Since the mid-1980s, DESA has been supporting the Ministry of Water Resources of China and related provincial departments in addressing water resource development for food production, urban development and inter-provincial water sharing. Detailed environmental and economic assessments have been carried out across China’s diverse economic and physical landscapes.
North China Plain
China's semi-arid Huai-Hai Plain supports some of the country's largest urban and industrial concentrations and most intensive irrigated agriculture. This area of roughly one half million square kilometre straddles five provinces and includes the municipalities of Beijing and Tianjin. The Plain comprises the lower reaches of the Huang (Yellow), Huai and Hai River Basins which drain into the Bo Hai Sea across a broad alluvial plain. The plain is estimated to have some 180,000 km2 of arable land of which 56% is irrigated. Groundwater development in the Plain started in the mid-1940s with the advent of major irrigation projects. By the early 1980s it had become apparent that in many areas of the Plain, groundwater abstraction was exceeding rates of natural recharge. The groundwater investigation project (CPR/81/036), which operated from 1982 to 1988, carried out an assessment of the natural recharge of groundwater in the Huang-Huai-Hai Plain.
Water use planning and management in the Republic of China, though a critical factor in the development of the economy as a whole, has not been based upon the use of empirical data and systematic mathematical models. The result, particularly in areas of high population density such as North China, has been severe water shortages and in some cases, declining water quality. The rapid development of industrial and agricultural production is leading to shortages of fresh water and the problem of water pollution is becoming increasingly acute.

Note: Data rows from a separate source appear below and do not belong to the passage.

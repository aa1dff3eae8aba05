//! Response validation for provider replies
//!
//! Two explicit stages, each returning a value rather than panicking:
//!
//! 1. Syntax: parse the reply as JSON. If that fails, make exactly one repair
//!    attempt on the substring between the first `{` and the last `}`.
//! 2. Shape: check the parsed value against the task's [`ResponseSchema`].

mod schema;

pub use schema::{AnySchema, FnSchema, JsonSchema, ResponseSchema, SchemaError};

use relay_utils::{ErrorCategory, ErrorKind, UserFriendlyError};
use serde_json::Value;
use thiserror::Error;
use tracing::debug;

/// A reply that passed both stages
#[derive(Debug, Clone, PartialEq)]
pub struct Validated {
    pub value: Value,
    /// True when the value came from the repaired substring
    pub repaired: bool,
}

/// Why a reply was rejected
#[derive(Error, Debug, Clone, PartialEq, Eq)]
pub enum ValidationFailure {
    #[error("Reply is not valid JSON: {reason}")]
    MalformedJson { reason: String },

    #[error("Reply does not match the response schema: {}", .errors.join("; "))]
    SchemaInvalid { errors: Vec<String> },
}

impl ValidationFailure {
    #[must_use]
    pub const fn kind(&self) -> ErrorKind {
        match self {
            Self::MalformedJson { .. } => ErrorKind::MalformedResponse,
            Self::SchemaInvalid { .. } => ErrorKind::SchemaInvalid,
        }
    }
}

impl UserFriendlyError for ValidationFailure {
    fn user_message(&self) -> String {
        match self {
            Self::MalformedJson { .. } => "The provider reply could not be parsed as JSON".to_string(),
            Self::SchemaInvalid { errors } => format!(
                "The provider reply did not match the expected shape ({} violation(s))",
                errors.len()
            ),
        }
    }

    fn context(&self) -> Option<String> {
        match self {
            Self::MalformedJson { reason } => Some(reason.clone()),
            Self::SchemaInvalid { errors } => Some(errors.join("\n")),
        }
    }

    fn suggestions(&self) -> Vec<String> {
        vec![
            "Tighten the prompt template so it asks for JSON only".to_string(),
            "Check that the response schema matches what the template requests".to_string(),
        ]
    }

    fn category(&self) -> ErrorCategory {
        ErrorCategory::ResponseValidation
    }
}

/// Substring between the first `{` and the last `}`, if that is a non-empty span
#[must_use]
pub fn extract_json_object(text: &str) -> Option<&str> {
    let start = text.find('{')?;
    let end = text.rfind('}')?;
    if end <= start {
        return None;
    }
    Some(&text[start..=end])
}

/// Stage 1: parse with at most one repair attempt.
///
/// # Errors
///
/// Returns [`ValidationFailure::MalformedJson`] if neither the reply nor its
/// repaired form parses.
pub fn parse_json(text: &str) -> Result<Validated, ValidationFailure> {
    let direct_err = match serde_json::from_str::<Value>(text) {
        Ok(value) => {
            return Ok(Validated {
                value,
                repaired: false,
            });
        }
        Err(e) => e,
    };

    let Some(candidate) = extract_json_object(text) else {
        return Err(ValidationFailure::MalformedJson {
            reason: direct_err.to_string(),
        });
    };

    match serde_json::from_str::<Value>(candidate) {
        Ok(value) => {
            debug!(
                trimmed_chars = text.len() - candidate.len(),
                "Repaired reply by extracting the JSON object"
            );
            Ok(Validated {
                value,
                repaired: true,
            })
        }
        Err(repair_err) => Err(ValidationFailure::MalformedJson {
            reason: format!("{direct_err}; after repair: {repair_err}"),
        }),
    }
}

/// Run both stages on a raw reply.
///
/// # Errors
///
/// Returns [`ValidationFailure::MalformedJson`] for syntax failures and
/// [`ValidationFailure::SchemaInvalid`] for shape mismatches.
pub fn validate_response(
    text: &str,
    schema: &dyn ResponseSchema,
) -> Result<Validated, ValidationFailure> {
    let parsed = parse_json(text)?;
    schema
        .validate(&parsed.value)
        .map_err(|errors| ValidationFailure::SchemaInvalid { errors })?;
    Ok(parsed)
}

The North China Water Resources Management Project (CPR/88/068) was implemented by DESA and the People's Republic of China State Science and Technology Commission to provide the Chinese Government with access to technologies and expertise in water resources, economics and decision support systems which were only available outside China.
The 33 month project (1991-1993) provided development assistance and technical training in integrated resource management including: macro-economic based, multiple objective water resources planning processes, economic and water resource mathematical optimization modeling, development of information systems, and implementation of a decision support system. The project also provided assistance in the co-ordination of water resources information and management objectives among agencies. The development of a comprehensive database on hydrologic, economic and socio-economic information is a major accomplishment of this project.
Water resources management and macro-economic models were also produced to conduct resource management, policy and economic studies tackling specific problems at eight study centres in seven provinces or municipalities. The information, training and models developed by this project encourage integrated resources management and provide new methods for decision makers to analyze alternatives and possible consequences of policy actions.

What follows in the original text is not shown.